День хмурый, ветреный, по Волге гулко катятся гривастые волны. Пароход должен прийти в три часа. Уже шестой, а его нет и нет. Мы с Максимом Петровичем изождались, иззяблись на пронизывающем ветру. Несчетное число раз поднимались на пристанский балкон, напряженно смотрели в сторону Саратова, но хоть бы что-нибудь зачернело в мозглой серой дали!
Никогда Волга не была такой пустынной.
С балкона мы спустились вниз и бродим среди ожидающих прибытия парохода. На людях веселее и время течет незаметнее. Пьяный босяк в кумачовой рубахе, располосованной от ворота до подола, в шапчонке, из которой клочьями торчит пакля,, сидит у самой воды, держится руками за колени и, запрокинув лицо, качающимся, но чистым и мягким голосом поет про Ваньку-ключника, злого разлучника.
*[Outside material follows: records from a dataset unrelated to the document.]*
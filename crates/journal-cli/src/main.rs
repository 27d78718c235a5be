//! Journal CLI - a mood-tagged journal from the terminal
//!
//! Talks to the journal API; changes made while it is unreachable are queued
//! locally and sent with `journal sync`.

mod cli;
mod client;
mod commands;
mod debounce;
mod error;
mod gate;
mod offline;
mod paths;
mod recent_searches;
mod session;
mod store;

#[cfg(test)]
mod tests;

use std::time::Duration;

use clap::Parser;

use crate::cli::{Cli, Commands};
use crate::client::JournalApiClient;
use crate::commands::add::run_add;
use crate::commands::auth_cmd::{run_login, run_logout, run_reset_password, run_signup};
use crate::commands::common::resolve_api_url;
use crate::commands::completions::run_completions;
use crate::commands::delete::run_delete;
use crate::commands::edit::run_edit;
use crate::commands::history::run_history;
use crate::commands::list::run_list;
use crate::commands::moods::run_moods;
use crate::commands::search::{run_search, SearchArgs};
use crate::commands::show::run_show;
use crate::commands::sync::run_sync;
use crate::error::CliError;
use crate::gate::{AuthGate, GateDecision, RouteKind};
use crate::paths::DataPaths;
use crate::session::FileSessionStore;
use crate::store::{JournalStore, StoreOptions};

#[tokio::main]
async fn main() {
    if let Err(error) = run().await {
        eprintln!("Error: {error}");
        std::process::exit(1);
    }
}

async fn run() -> Result<(), CliError> {
    dotenvy::dotenv().ok();

    tracing_subscriber::fmt()
        .with_writer(std::io::stderr)
        .with_env_filter(
            tracing_subscriber::EnvFilter::from_default_env().add_directive(
                "journal=info"
                    .parse()
                    .map_err(|error| CliError::Config(format!("{error}")))?,
            ),
        )
        .init();

    let cli = Cli::parse();
    let Some(route) = cli.command.route() else {
        return run_offline_command(cli.command);
    };

    let paths = DataPaths::resolve(cli.data_dir);
    let client = JournalApiClient::new(&resolve_api_url(cli.api_url))?;
    tracing::debug!(
        "Using journal API at {} with data in {}",
        client.base_url(),
        paths.root().display()
    );

    let options = StoreOptions {
        // One query per process leaves nothing to debounce.
        search_delay: Duration::ZERO,
        page_size: cli.command.page_size(),
        queue_path: Some(paths.offline_queue()),
        history_path: Some(paths.recent_searches()),
    };
    let store = JournalStore::new(
        client,
        Box::new(FileSessionStore::new(paths.session())),
        options,
    )?;

    store.initialize().await;
    let auth = store.auth_state().await;
    if let Some(error) = &auth.error {
        tracing::warn!("Continuing without a saved session: {error}");
    }
    match AuthGate::default().decide(RouteKind::classify(route), &auth) {
        GateDecision::Render => {}
        GateDecision::Wait => return Err(CliError::SessionPending),
        GateDecision::RedirectToLogin => return Err(CliError::NotSignedIn),
    }

    match cli.command {
        Commands::Signup { email, password } => run_signup(&store, &email, &password).await,
        Commands::Login { email, password } => run_login(&store, &email, &password).await,
        Commands::Logout => run_logout(&store).await,
        Commands::ResetPassword { email, redirect_to } => {
            run_reset_password(&store, &email, redirect_to).await
        }
        Commands::Add { content, mood } => run_add(&store, &content, mood).await,
        Commands::List { cursor, json, .. } => run_list(&store, cursor, json).await,
        Commands::Show { id } => run_show(&store, &id).await,
        Commands::Edit {
            id,
            content,
            mood,
            clear_mood,
        } => run_edit(&store, &id, content, mood, clear_mood).await,
        Commands::Delete { id } => run_delete(&store, &id).await,
        Commands::Search {
            query,
            mood,
            from,
            to,
            json,
            ..
        } => {
            let args = SearchArgs {
                terms: &query,
                mood,
                from: from.as_deref(),
                to: to.as_deref(),
                as_json: json,
            };
            run_search(&store, &args).await
        }
        Commands::History => run_history(&store).await,
        Commands::Sync => run_sync(&store).await,
        command @ (Commands::Moods { .. } | Commands::Completions { .. }) => {
            run_offline_command(command)
        }
    }
}

/// Commands that need neither the API nor a session.
fn run_offline_command(command: Commands) -> Result<(), CliError> {
    match command {
        Commands::Moods { json } => run_moods(json),
        Commands::Completions { shell, output } => run_completions(shell, output.as_deref()),
        _ => Ok(()),
    }
}
//! Bounded most-recent-first list of search terms.

use std::collections::VecDeque;

use serde::{Deserialize, Serialize};

pub const DEFAULT_RECENT_SEARCH_CAPACITY: usize = 10;

#[derive(Debug, Clone, PartialEq, Eq, Serialize, Deserialize)]
pub struct RecentSearches {
    capacity: usize,
    terms: VecDeque<String>,
}

impl Default for RecentSearches {
    fn default() -> Self {
        Self::with_capacity(DEFAULT_RECENT_SEARCH_CAPACITY)
    }
}

impl RecentSearches {
    pub fn with_capacity(capacity: usize) -> Self {
        Self {
            capacity: capacity.max(1),
            terms: VecDeque::new(),
        }
    }

    /// Record `term` as the most recent search. Blank terms are ignored and an
    /// existing case-insensitive match moves to the front.
    pub fn push(&mut self, term: &str) -> bool {
        let trimmed = term.trim();
        if trimmed.is_empty() {
            return false;
        }

        let folded = trimmed.to_lowercase();
        self.terms.retain(|existing| existing.to_lowercase() != folded);
        self.terms.push_front(trimmed.to_string());
        self.terms.truncate(self.capacity);
        true
    }

    pub fn terms(&self) -> impl Iterator<Item = &str> {
        self.terms.iter().map(String::as_str)
    }

    pub fn clear(&mut self) {
        self.terms.clear();
    }
}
Внезапно оборвал песню, повернулся к людям, обступившим его, крикливо и зло спрашивает:
Вы кто такие? Вы есть твари земные, и притом любопытные. Петь я больше не буду. Гоните по семишнику.
Бают, из артистов,– горестно замечает какая-то женщина.
Из них,– с усмешкой отвечает мужик, подтыкая под кушак брезентовые рукавицы.– Утром за косушку 1 представление давал. Куплеты про сердце красавицы пел. Ловко выходило, а потом кланялся во все стороны. Потешный! Добровольцем на войну просится. Вон ведь она, водочка, чего выделывает...
А у кассовой конторки на дорожных сундучках сидят две старушки. Обе маленькие, сухонькие, с прозрачными, восковыми личиками, говорят не умолкая, перебивая одна другую.
–И не верь, и не верь, подруженька. Сплетни что повитель. Уж так оплетут, так оплетут...
Но вторая тут же перебивает подружку:
–Надеждушка, истинная правда! И не пустой человек это говорил, а уж такой-то видный, такой-то паркетный...
Ужель насмерть убили? – удивлялась первая.
Как, сказывают, ударили по нему из пушки, враз ему смертушка. А он, вишь-ка, этот Ерца-Герца – принц, царских кровей. Австрийский царь, как спохватится, войска собрал, на сербиян кинулся и начал их саблями рубить. А они, подруженька милая, все как есть православные христиане. ^Тогда наш государь за сербиян встал, а за австрияков немецкий царь поднялся. И пошла она, война-то, и пошла...
—Врут,– отмахнулась собеседница.– Совсем не за это война пошла, а вон за что: царица наша из немок и начала она царя-батюшку в немецкую веру тянуть. А он разгневался и сказал: «Унистожу всю твою родню под корень»...
Слушать старушек было занятно, да Максим Петрович не мог долго стоять на одном месте. Постоит минуту и опять пойдет. За весь день он и слова не произнес, будто онемел. Когда мы уходили на Волгу, бабаня придержала меня за рукав, сказала:
–Ты, сынок, развлекай Петровича. Нет-нет да и заговори с ним.
В меру сил я старался занять его разговорами. Максим Петрович будто слушал меня, поддакивал, но чаще молча кивал. Скоро и я, охваченный волнением предстоящей встречи с дедушкой, Акимкой, дядей Сеней, замолчал.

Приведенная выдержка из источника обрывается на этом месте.